Norwegian Cruise Line is putting three of its ships back in the water after a one-year pandemic hiatus, with plans to resume sailings in the Greek islands and the Caribbean in late July and August.
Meanwhile Tuesday, Gov. Albert Bryan Jr. announced that a bipartisan team of governors from five states and Puerto Rico signed on to a letter he forwarded to CDC Director Rochelle Walensky and Dr. Marcella Nunez-Smith, the St. Thomas native serving as the chairwoman of President Biden’s COVID-19 Health Equity Task Force, asking the CDC to issue updated regulations to expedite the reopening of cruise ports in the United States.
The co-signers are Governors Pedro Pierluisi of Puerto Rico, Ralph Northam of Virginia, Larry Hogan of Maryland, John Bel Edwards of Louisiana, David Ige of Hawaii and Mike Dunleavy of Alaska.
According to a statement from Government House, Bryan asked Walensky to have the CDC issue updated guidance that will help cruise lines and ports fully resume operations and open up dialogue on how the federal government can work with states and territories to make it possible for the cruise industry to generate tourism-related dollars in the affected jurisdictions.
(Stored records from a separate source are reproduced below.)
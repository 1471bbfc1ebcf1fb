//! I/O support for cdyn contact dynamics runs.
//!
//! This crate provides:
//! - **DAT/STA** step result writers and the contact **active-set report**
//! - **JSON-based restart** persistence of named state vectors

mod error;
mod output;
mod restart;

pub use error::{IoError, Result};
pub use output::{
    ContactNodeRecord, ContactNodeState, ElementRecord, JobReport, JobStatus, NamedField,
    ResultWriter, StepRecord,
};
pub use restart::{
    RESTART_SCHEMA_VERSION, RestartState, load_restart, restart_file_name, save_restart,
};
The cruise line expects that the limited reopenings announced Tuesday will attract many Americans, even if the ships can’t stop at U.S. ports.
The company said that all passengers and crew members will need to be fully vaccinated and tested for COVID-19 before boarding.
Norwegian on Tuesday canceled all July and August trips on 10 of its 17 ships that would normally visit Alaska, northern Europe and the Mediterranean.
The line will offer seven-day trips around the Greek Isles leaving from Athens starting in late July and sailings from Jamaica and the Dominican Republic on two other ships starting in August.
CEO Harry Sommer said Greece is the cruise line’s top European destination and he expects the Greek government to allow Americans to travel to the country as soon as May or June.
For its first Caribbean cruises, the company picked Montego Bay, Jamaica, and Punta Cana in the Dominican Republic for departures because of plentiful airline service from the United States.
Sommer predicted that more than 90% of the passengers will be Americans.
Cruising in U.S. waters is still barred by the Centers for Disease Control and Prevention, with no set date for a restart.
Norwegian’s Miami-based parent company pressed CDC Director Rochelle Walensky on Monday for permission to resume sailing in U.S. waters July 4. The company has not received a response.
“It will take them a few days to study this,” Sommer said in an interview. “If we don’t hear back in a week or so, we’ll reach out to them again. We’ll be patient for now.”
Sommer said his line still hopes to launch U.S. cruises this summer, perhaps to Alaska or Hawaii or from a U.S. port to Bermuda.
“The places that we’re going to, they want us to come,” he said. “We aren’t going anywhere where the governments aren’t comfortable accepting cruise passengers.”
In his letter, Gov. Bryan said, “We know the cruise industry is poised to make a comeback. Given the central role of tourism to our local and regional economies, this would be a welcome development. This of course depends on when our ports and the cruise lines can and will be able to reopen and under what conditions.”
Bryan cited the 2018 Economic Impact Analysis, which highlights the impact the cruise industry continues to have on the global economy. In the United States, the cruise industry had an economic impact of over $52.7 billion in total contributions in 2018 and marked a notable increase of over 10% since 2016, according to Government House.
Further, the statement noted that about 13 million cruise passengers worldwide embarked from ports in the United States in 2018, and they spent a record $23.96 billion those ports — a 33% increase since 2010.
“Additionally, 2018 saw a new peak in the cruise industry’s U.S. expenditures, generating 421,711 jobs across the United States and contributing more than $23.15 billion in wages and salaries, a nearly 13% increase since 2016,” Bryan said, referencing data from the Economic Impact Analysis.